Review Summary: For you, I have to be young and happy.2 of 3 thought this review was well written
Hype is a funny thing. In the internet age we now live in, it seems more and more that there is no middle ground. Hype is what can make or break a new artist. If delivered on, it can deliver a relative unknown like Laura Stevenson, who already is becoming an indie icon. Then there's the opposite side of the coin; take for instance fun., a band that was beloved for their debut album and are now maligned by many for going with a more mainstream and modern approach on their follow up. The age of instant satisfaction swings on a pendulum, and it swings just as hard both ways.
Enter 2012 and Get Disowned, the debut album from a reworked lineup of Frances Quinlan's mostly solo Hop Along, Queen Ansleis. Although releasing the buoyant and immensely satisfying Freshman Year in 2006, that album was mostly overlooked by a large number of people until the hype train started rolling on Hop Along. One listen back to Freshman Year, and it's clear that Frances Quinlan is a very unique and talented young artist who was bursting with the potential to make a positive impact in the indie/folk genre. So, two things could happen next: Frances Quinlan could keep doing what she was doing, and become a star in her own right, being highly respected and controlling a devoted fan base. Or, she could cash in on her eccentricities and gain a mainstream audience. Listening to Get Disowned, it's now obvious that an artist as unique and exuberant as Quinlan is going to keep marching to the beat of her own wacky drum.
Get Disowned is now the next big thing in the indie genre, and it delivers tenfold. Infectious, exhilarating, and eclectic, this is the first truly great album of 2012. Quinlan and her band have a way of making music that moves you in every which way, from gleeful to reflective to just downright amazed. It's not through some overwhelming musical ability or profound interior, but from the experience of getting caught up in all of the sweat and fervor that went into these recordings. There is an unbridled joy and unabashed comfortability in every song on this album that is too immense to ignore, a wave of feeling that washes over the listener. With this album having such a large personality, it's very unlikely that one could listen to Get Disowned and not either love it or hate it.

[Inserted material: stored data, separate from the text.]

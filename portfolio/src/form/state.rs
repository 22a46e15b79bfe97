use std::collections::BTreeMap;

use log::{debug, warn};

use crate::validation::{Field, FieldError};

/// Where the simulated submission currently stands.
#[derive(Debug, Clone, Copy, PartialEq, Eq, Default)]
pub enum SubmissionStatus {
    #[default]
    Idle,
    Submitting,
    Success,
}

impl SubmissionStatus {
    /// The only legal moves are Idle → Submitting → Success → Idle.
    pub fn can_transition_to(self, next: SubmissionStatus) -> bool {
        matches!(
            (self, next),
            (Self::Idle, Self::Submitting)
                | (Self::Submitting, Self::Success)
                | (Self::Success, Self::Idle)
        )
    }
}

/// Outcome of the last validation pass over a field.
#[derive(Debug, Clone, PartialEq, Eq)]
pub struct Validity {
    pub valid: bool,
    pub error_message: Option<String>,
}

impl Validity {
    pub fn valid() -> Self {
        Self {
            valid: true,
            error_message: None,
        }
    }

    pub fn invalid(message: impl Into<String>) -> Self {
        Self {
            valid: false,
            error_message: Some(message.into()),
        }
    }
}

impl From<&Result<(), FieldError>> for Validity {
    fn from(result: &Result<(), FieldError>) -> Self {
        match result {
            Ok(()) => Self::valid(),
            Err(e) => Self::invalid(e.message.clone()),
        }
    }
}

#[derive(Debug, Clone, PartialEq, Eq)]
pub struct FieldState {
    /// Value as read at the last validation pass, untrimmed.
    pub value: String,
    pub validity: Validity,
    /// Whether the inline error is on screen. Cleared by edits without
    /// touching `validity`.
    pub error_visible: bool,
}

/// Everything the validator knows about its form.
#[derive(Debug, Clone, Default)]
pub struct FormState {
    fields: BTreeMap<Field, FieldState>,
    status: SubmissionStatus,
}

impl FormState {
    pub fn new() -> Self {
        Self::default()
    }

    pub fn status(&self) -> SubmissionStatus {
        self.status
    }

    pub fn field(&self, field: Field) -> Option<&FieldState> {
        self.fields.get(&field)
    }

    pub fn is_error_visible(&self, field: Field) -> bool {
        self.field(field).is_some_and(|f| f.error_visible)
    }

    pub(crate) fn record(&mut self, field: Field, value: &str, result: &Result<(), FieldError>) {
        let validity = Validity::from(result);
        let error_visible = !validity.valid;
        self.fields.insert(
            field,
            FieldState {
                value: value.to_string(),
                validity,
                error_visible,
            },
        );
    }

    pub(crate) fn hide_error(&mut self, field: Field) {
        if let Some(state) = self.fields.get_mut(&field) {
            state.error_visible = false;
        }
    }

    pub(crate) fn hide_all_errors(&mut self) {
        for state in self.fields.values_mut() {
            state.error_visible = false;
        }
    }

    pub(crate) fn clear_fields(&mut self) {
        self.fields.clear();
    }

    /// Move to `next` if the transition is legal. Illegal moves are logged
    /// and ignored.
    pub(crate) fn transition(&mut self, next: SubmissionStatus) -> bool {
        if !self.status.can_transition_to(next) {
            warn!("ignoring submission transition {:?} -> {:?}", self.status, next);
            return false;
        }
        debug!("submission {:?} -> {:?}", self.status, next);
        self.status = next;
        true
    }
}

#[cfg(test)]
mod tests {
    use super::*;

    #[test]
    fn only_the_forward_cycle_is_legal() {
        use SubmissionStatus::*;
        assert!(Idle.can_transition_to(Submitting));
        assert!(Submitting.can_transition_to(Success));
        assert!(Success.can_transition_to(Idle));

        assert!(!Idle.can_transition_to(Success));
        assert!(!Submitting.can_transition_to(Idle));
        assert!(!Submitting.can_transition_to(Submitting));
        assert!(!Success.can_transition_to(Submitting));
    }

    #[test]
    fn illegal_transition_leaves_status_alone() {
        let mut state = FormState::new();
        assert!(!state.transition(SubmissionStatus::Success));
        assert_eq!(state.status(), SubmissionStatus::Idle);
        assert!(state.transition(SubmissionStatus::Submitting));
        assert_eq!(state.status(), SubmissionStatus::Submitting);
    }

    #[test]
    fn hiding_an_error_keeps_the_validity() {
        let mut state = FormState::new();
        let err = Field::Name.validate("");
        state.record(Field::Name, "", &err);
        assert!(state.is_error_visible(Field::Name));

        state.hide_error(Field::Name);
        let name = state.field(Field::Name).unwrap();
        assert!(!name.error_visible);
        assert!(!name.validity.valid);
        assert_eq!(name.validity.error_message.as_deref(), Some("Name is required"));
    }
}
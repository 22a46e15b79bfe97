//! JSON file backend with an in-memory cache.

use std::collections::BTreeMap;
use std::fs;
use std::path::{Path, PathBuf};

use log::debug;

use super::{PreferenceBackend, PreferenceError};

/// Stores every key in one JSON object on disk. Reads are served from the
/// cache; each write rewrites the file.
#[derive(Debug)]
pub struct JsonFileBackend {
    path: PathBuf,
    cache: BTreeMap<String, String>,
}

impl JsonFileBackend {
    /// Open the file at `path`, which need not exist yet.
    pub fn open(path: impl AsRef<Path>) -> Result<Self, PreferenceError> {
        let path = path.as_ref().to_path_buf();
        let cache = match fs::read_to_string(&path) {
            Ok(text) if text.trim().is_empty() => BTreeMap::new(),
            Ok(text) => serde_json::from_str(&text)?,
            Err(e) if e.kind() == std::io::ErrorKind::NotFound => BTreeMap::new(),
            Err(e) => return Err(e.into()),
        };
        debug!("loaded {} preference(s) from {}", cache.len(), path.display());
        Ok(Self { path, cache })
    }

    pub fn path(&self) -> &Path {
        &self.path
    }

    fn flush(&self) -> Result<(), PreferenceError> {
        if let Some(parent) = self.path.parent() {
            fs::create_dir_all(parent)?;
        }
        let text = serde_json::to_string_pretty(&self.cache)?;
        fs::write(&self.path, text)?;
        Ok(())
    }
}

impl PreferenceBackend for JsonFileBackend {
    fn get(&self, key: &str) -> Result<Option<String>, PreferenceError> {
        Ok(self.cache.get(key).cloned())
    }

    fn set(&mut self, key: &str, value: &str) -> Result<(), PreferenceError> {
        if self.cache.get(key).map(String::as_str) == Some(value) {
            return Ok(());
        }
        self.cache.insert(key.to_string(), value.to_string());
        self.flush()
    }

    fn delete(&mut self, key: &str) -> Result<(), PreferenceError> {
        if self.cache.remove(key).is_some() {
            self.flush()?;
        }
        Ok(())
    }
}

It's hard to pick out highlights, as from the moment the album begins to its final moment, it is engaging and exciting. There's the angular and poppy Tibetan Pop Stars, with a vocal performance from Quinlan that is surprisingly bitter, seething in the chorus, and leading to a huge band finish, intstrumentally and vocally. The lilting and softly buzzing Diamond Mine is downright gorgeous, slowly building with little discordant guitar squalls until it morphs into buoyant indie-pop, only to reach another short group sing-along and then Quinlan absolutely tears it up, accompanied by a wailing guitar. No Good Al Joad is catchy freak-folk that leads into soft respites of Quinlan crooning with a lone guitar, and then morphing into foot stomps and handclaps with endearingly off-key vocals, repeating the process until the songs close (sans the foot stomps and handclaps reappearing). Through every quirky and impassioned yelp, every swell of guitar, every euphoric chant feeling communal and every frantic rhythm getting your feet tapping, this is an album to lift you up, with the ability to change your mindset. Through being young and happy and talented, Get Disowned gives us the things that matter most in music: Passion, fun, emotion, and a sense of being a part of something that matters.